When she returned to the living room, she brought the invalid a fresh glass of water and a warm washcloth to wipe his hands, then knelt at the hearth. Once the fire was tended, she fully intended to sink into a nightlong coma. The blaze was going strong, but she needed to poke the fattest logs, tidying up the bed of ashes, add on two more slow-burning logs.
“The way you talked to the sheriff, you seemed to know him.” Teague, darn him, sounded wide awake.
“George Webster? I went to school with him.” She hung up the poker and turned around. “He followed me around my whole senior year with his tongue hanging out.”

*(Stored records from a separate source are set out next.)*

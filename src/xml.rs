//! Q-Net XML → JSON flattening.
//!
//! The government endpoints disagree on casing and nesting, so we do not map
//! onto typed structs here. Instead every document becomes a plain
//! `serde_json::Value`:
//!   - element with non-empty text → that text (string)
//!   - element with child elements → object keyed by tag name
//!   - repeated sibling tags       → array, in document order
//!   - attributes                  → object under `@attributes`
//!   - empty element               → ""
//!
//! Downstream modules (taxonomy, schedule) read records out of this shape.

use roxmltree::{Document, Node};
use serde_json::{Map, Value};

use crate::error::AppResult;

/// Reserved key for element attributes; cannot collide with a tag name.
pub const ATTRIBUTES_KEY: &str = "@attributes";

/// Parse and flatten a whole document. The root element's tag becomes the
/// single top-level key, e.g. `{"response": {"header": ..., "body": ...}}`.
pub fn flatten_xml(text: &str) -> AppResult<Value> {
  let doc = Document::parse(text)?;
  let root = doc.root_element();
  let mut top = Map::new();
  top.insert(root.tag_name().name().to_string(), flatten_element(root));
  Ok(Value::Object(top))
}

fn flatten_element(node: Node<'_, '_>) -> Value {
  let mut obj = Map::new();

  let attrs: Map<String, Value> = node
    .attributes()
    .map(|a| (a.name().to_string(), Value::String(a.value().to_string())))
    .collect();
  if !attrs.is_empty() {
    obj.insert(ATTRIBUTES_KEY.to_string(), Value::Object(attrs));
  }

  let mut text: Option<String> = None;
  for child in node.children() {
    if child.is_text() {
      let t = child.text().unwrap_or_default().trim();
      if !t.is_empty() {
        text = Some(t.to_string());
      }
      continue;
    }
    if !child.is_element() {
      continue;
    }

    let key = child.tag_name().name().to_string();
    let value = flatten_element(child);
    match obj.get_mut(&key) {
      Some(Value::Array(seq)) => seq.push(value),
      Some(existing) => {
        let first = existing.take();
        *existing = Value::Array(vec![first, value]);
      }
      None => {
        obj.insert(key, value);
      }
    }
  }

  if let Some(t) = text {
    return Value::String(t);
  }
  if obj.is_empty() {
    return Value::String(String::new());
  }
  Value::Object(obj)
}

/// Item paths in the order we try them. Q-Net wraps lists as
/// `response/body/items/item`, but some proxies hand us a trimmed document.
const ITEM_PATHS: &[&[&str]] = &[
  &["response", "body", "items", "item"],
  &["body", "items", "item"],
  &["items", "item"],
  &["item"],
];

/// Pull the repeated `<item>` records out of a flattened document.
///
/// A single item arrives unwrapped (object) and many arrive as an array; both
/// come back as a list. Missing items yield an empty list, not an error.
pub fn items_of(doc: &Value) -> Vec<Map<String, Value>> {
  for path in ITEM_PATHS {
    if let Some(found) = lookup(doc, path) {
      return as_records(found);
    }
  }
  Vec::new()
}

fn lookup<'a>(doc: &'a Value, path: &[&str]) -> Option<&'a Value> {
  path.iter().try_fold(doc, |cur, key| cur.get(*key))
}

fn as_records(v: &Value) -> Vec<Map<String, Value>> {
  match v {
    Value::Array(seq) => seq
      .iter()
      .filter_map(|x| x.as_object().cloned())
      .collect(),
    Value::Object(m) => vec![m.clone()],
    _ => Vec::new(),
  }
}

/// `(code, message)` from whichever envelope the service answered with:
/// `response/header` for normal replies, or
/// `OpenAPI_ServiceResponse/cmmMsgHeader` for gateway errors (bad or
/// unregistered service key, quota), which still come back as HTTP 200.
pub fn result_header(doc: &Value) -> Option<(String, String)> {
  if let Some(header) = lookup(doc, &["response", "header"]) {
    let code = header.get("resultCode")?.as_str()?.to_string();
    return Some((code, text_of(header, &["resultMsg"])));
  }
  let header = lookup(doc, &["OpenAPI_ServiceResponse", "cmmMsgHeader"])?;
  let code = header
    .get("returnReasonCode")
    .and_then(Value::as_str)
    .filter(|c| !c.is_empty())
    .unwrap_or("99")
    .to_string();
  Some((code, text_of(header, &["returnAuthMsg", "errMsg"])))
}

fn text_of(header: &Value, keys: &[&str]) -> String {
  keys
    .iter()
    .find_map(|k| header.get(*k).and_then(Value::as_str).filter(|s| !s.is_empty()))
    .unwrap_or_default()
    .to_string()
}

/// Whether the document looks like a Q-Net list reply at all: a `response`
/// root or one of the item paths.
pub fn is_list_document(doc: &Value) -> bool {
  doc.get("response").is_some() || ITEM_PATHS.iter().any(|p| lookup(doc, p).is_some())
}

There, she’d won a grin. His eyes tracked her as she pushed off her shoes and shook out a blanket. “I’ll bet a lot of boys followed you with their tongues hanging out,” he said wryly.

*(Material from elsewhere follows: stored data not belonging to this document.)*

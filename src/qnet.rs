//! Q-Net OpenAPI client.
//!
//! Two services: the exam-information service (schedules, fees) and the
//! national-qualification list service. Both speak XML; `request` hands the
//! raw status + body back so the proxy routes can pass them through, and the
//! `fetch_*` helpers flatten and normalize for our own endpoints.

use std::time::Duration;

use reqwest::header::USER_AGENT;
use serde_json::{Map, Value};
use tracing::{error, info, instrument, warn};

use crate::config::ServerConfig;
use crate::error::{AppError, AppResult};
use crate::taxonomy::{items_from_records, QualificationItem};
use crate::util::trunc_for_log;
use crate::xml::{flatten_xml, is_list_document, items_of, result_header};

#[derive(Clone, Copy, Debug, PartialEq, Eq)]
pub enum QnetOp {
  /// 기술사
  PeList,
  /// 기능장
  McList,
  /// 기사, 산업기사
  EList,
  /// 기능사
  CList,
  /// 종목별 응시수수료
  FeeList,
  /// 종목별 시행일정
  JmList,
  /// 국가기술자격 종목 목록
  QualificationList,
}

impl QnetOp {
  pub fn endpoint(self) -> &'static str {
    match self {
      QnetOp::PeList => "getPEList",
      QnetOp::McList => "getMCList",
      QnetOp::EList => "getEList",
      QnetOp::CList => "getCList",
      QnetOp::FeeList => "getFeeList",
      QnetOp::JmList => "getJMList",
      QnetOp::QualificationList => "getList",
    }
  }

  pub fn requires_jm_cd(self) -> bool {
    matches!(self, QnetOp::FeeList | QnetOp::JmList)
  }
}

/// Korean message shown when `jmCd` is missing.
pub const JM_CD_REQUIRED: &str = "종목코드(jmCd)는 필수 입력값입니다.";

#[derive(Clone)]
pub struct QnetClient {
  client: reqwest::Client,
  test_info_api: String,
  qualification_api: String,
  service_key: Option<String>,
}

impl QnetClient {
  pub fn new(cfg: &ServerConfig) -> AppResult<Self> {
    let client = reqwest::Client::builder()
      .timeout(Duration::from_secs(30))
      .build()
      .map_err(|e| AppError::Internal(e.to_string()))?;
    Ok(Self {
      client,
      test_info_api: cfg.qnet_test_info_api.clone(),
      qualification_api: cfg.qnet_qualification_api.clone(),
      service_key: cfg.qnet_service_key.clone(),
    })
  }

  pub fn has_service_key(&self) -> bool {
    self.service_key.is_some()
  }

  fn url_for(&self, op: QnetOp) -> String {
    let base = match op {
      QnetOp::QualificationList => &self.qualification_api,
      _ => &self.test_info_api,
    };
    format!("{}/{}", base.trim_end_matches('/'), op.endpoint())
  }

  /// Raw upstream call. Empty params are dropped; `jmCd` is validated for
  /// the operations that need it before anything goes on the wire.
  #[instrument(level = "info", skip(self, params), fields(endpoint = op.endpoint()))]
  pub async fn request(&self, op: QnetOp, params: &[(&str, Option<String>)]) -> AppResult<(u16, String)> {
    let mut query: Vec<(&str, String)> = params
      .iter()
      .filter_map(|(k, v)| {
        v.as_ref()
          .map(|s| s.trim())
          .filter(|s| !s.is_empty())
          .map(|s| (*k, s.to_string()))
      })
      .collect();

    if op.requires_jm_cd() && !query.iter().any(|(k, _)| *k == "jmCd") {
      return Err(AppError::Validation(JM_CD_REQUIRED.into()));
    }

    let url = self.url_for(op);
    info!(target: "qnet", %url, params = ?query, "Requesting Q-Net API");
    if let Some(key) = &self.service_key {
      query.insert(0, ("serviceKey", key.clone()));
    } else {
      warn!(target: "qnet", "QNET_SERVICE_KEY not set; upstream will likely reject the call");
    }

    let res = self.client.get(&url)
      .header(USER_AGENT, "qpass-backend/0.1")
      .query(&query)
      .send()
      .await
      .map_err(|e| {
        error!(target: "qnet", error = %e, "Q-Net request failed");
        AppError::upstream("qnet", e.to_string())
      })?;

    let status = res.status().as_u16();
    let body = res.text().await.map_err(|e| AppError::upstream("qnet", e.to_string()))?;
    info!(target: "qnet", status, len = body.len(), "Q-Net API response");

    let abnormal = (body.contains("resultCode") && !body.contains("<resultCode>00</resultCode>"))
      || body.contains("<returnReasonCode>");
    if abnormal {
      warn!(target: "qnet", preview = %trunc_for_log(&body, 500), "Q-Net reported a non-normal result");
    }
    Ok((status, body))
  }

  /// Call, require 2xx, flatten, and check the result header. Gateway error
  /// envelopes and documents that are not list replies are errors, so they
  /// never reach the cache as an empty list.
  async fn fetch_records(&self, op: QnetOp, params: &[(&str, Option<String>)]) -> AppResult<Vec<Map<String, Value>>> {
    let (status, body) = self.request(op, params).await?;
    if !(200..300).contains(&status) {
      return Err(AppError::upstream("qnet", format!("HTTP {status}: {}", trunc_for_log(&body, 200))));
    }
    records_from_body(&body)
  }

  pub async fn fetch_qualifications(&self) -> AppResult<Vec<QualificationItem>> {
    let records = self.fetch_records(QnetOp::QualificationList, &[]).await?;
    let items = items_from_records(&records);
    info!(target: "qnet", records = records.len(), items = items.len(), "Qualification list normalized");
    Ok(items)
  }

  /// Schedule records for one subject. `getJMList` takes only `jmCd` and
  /// answers with every sitting it knows; `year` narrows them afterwards.
  pub async fn fetch_schedules(&self, jm_cd: &str, year: Option<&str>) -> AppResult<Vec<Map<String, Value>>> {
    let records = self.fetch_records(QnetOp::JmList, &[("jmCd", Some(jm_cd.to_string()))]).await?;
    let total = records.len();
    let records = match year {
      Some(y) => filter_by_year(records, y),
      None => records,
    };
    info!(target: "qnet", %jm_cd, year = ?year, total, kept = records.len(), "Schedules fetched");
    Ok(records)
  }
}

pub fn records_from_body(body: &str) -> AppResult<Vec<Map<String, Value>>> {
  let doc = flatten_xml(body)?;
  match result_header(&doc) {
    Some((code, msg)) if code != "00" => {
      Err(AppError::upstream("qnet", format!("resultCode {code}: {msg}")))
    }
    None if !is_list_document(&doc) => Err(AppError::upstream(
      "qnet",
      format!("unrecognized response: {}", trunc_for_log(body, 200)),
    )),
    _ => Ok(items_of(&doc)),
  }
}

const YEAR_KEYS: &[&str] = &["implYy", "implyy"];

/// Keep sittings of `year`. Records that carry no year at all are kept.
pub fn filter_by_year(records: Vec<Map<String, Value>>, year: &str) -> Vec<Map<String, Value>> {
  records
    .into_iter()
    .filter(|r| {
      let found = YEAR_KEYS.iter().find_map(|k| match r.get(*k) {
        Some(Value::String(s)) if !s.trim().is_empty() => Some(s.trim().to_string()),
        Some(Value::Number(n)) => Some(n.to_string()),
        _ => None,
      });
      found.map_or(true, |y| y == year)
    })
    .collect()
}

“A few,” she admitted. “What kills me now is realizing how immature I was. I wanted the guys to like me. I wanted a reputation for being wild and fun. And whether that was dumb or not, I had two younger sisters, both of whom looked up to me. I should have been thinking about being a role model for them, and instead…”
“Instead what?”
“Instead…” She curled up in the overstuffed recliner and wrapped the blanket around her. God knew why she was talking. Probably because she was too darn tired to think straight. “Instead there was only one thing in my head in high school. Getting out. I couldn’t wait to grow up and leave White Hills and do something exciting. I was never in real trouble-not like trouble with the police. But someone was always calling my mom on me. My skirt was too short. My makeup was too ‘artsy.’ I’d skip English to hang out in the Art Room. I never did anything
“Yet now you’re back.”
“Only for a short time. I just need a few weeks to catch my breath before moving on again.” Even though her eyes were drooping, she could hear the ardent tone in her voice. She so definitely wasn’t staying. A few hours back in White Hills, and already she’d been caught up in a blizzard and a guy problem. It was a sign. She should never have tried coming home. Even for a month. Even knowing she’d been pretty darn desperate.
“If you don’t mind my asking, how did you come to be living in the south of France?”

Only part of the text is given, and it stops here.